## Stored data
★ ★ ★
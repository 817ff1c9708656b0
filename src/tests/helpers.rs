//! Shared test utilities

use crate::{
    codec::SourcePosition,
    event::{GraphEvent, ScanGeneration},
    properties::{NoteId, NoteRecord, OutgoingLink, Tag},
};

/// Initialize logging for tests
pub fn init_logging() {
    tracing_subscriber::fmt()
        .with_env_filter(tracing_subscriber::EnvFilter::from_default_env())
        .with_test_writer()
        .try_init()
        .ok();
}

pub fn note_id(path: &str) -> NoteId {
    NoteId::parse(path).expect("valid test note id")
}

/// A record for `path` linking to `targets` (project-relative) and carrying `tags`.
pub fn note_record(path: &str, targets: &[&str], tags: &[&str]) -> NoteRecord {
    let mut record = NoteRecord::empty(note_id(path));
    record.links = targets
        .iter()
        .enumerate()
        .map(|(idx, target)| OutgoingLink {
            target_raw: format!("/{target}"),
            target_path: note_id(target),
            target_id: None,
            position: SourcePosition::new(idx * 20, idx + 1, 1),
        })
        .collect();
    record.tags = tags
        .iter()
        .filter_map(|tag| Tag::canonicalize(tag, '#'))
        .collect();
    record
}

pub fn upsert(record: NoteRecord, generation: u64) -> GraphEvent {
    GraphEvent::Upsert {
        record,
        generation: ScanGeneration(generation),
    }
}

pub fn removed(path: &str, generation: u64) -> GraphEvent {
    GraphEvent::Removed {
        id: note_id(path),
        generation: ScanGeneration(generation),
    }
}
★ ★ ★
## Your task
Going through the data above, count the lines where the string "SourcePosition" appears, and answer with only that number.

## Task solution
2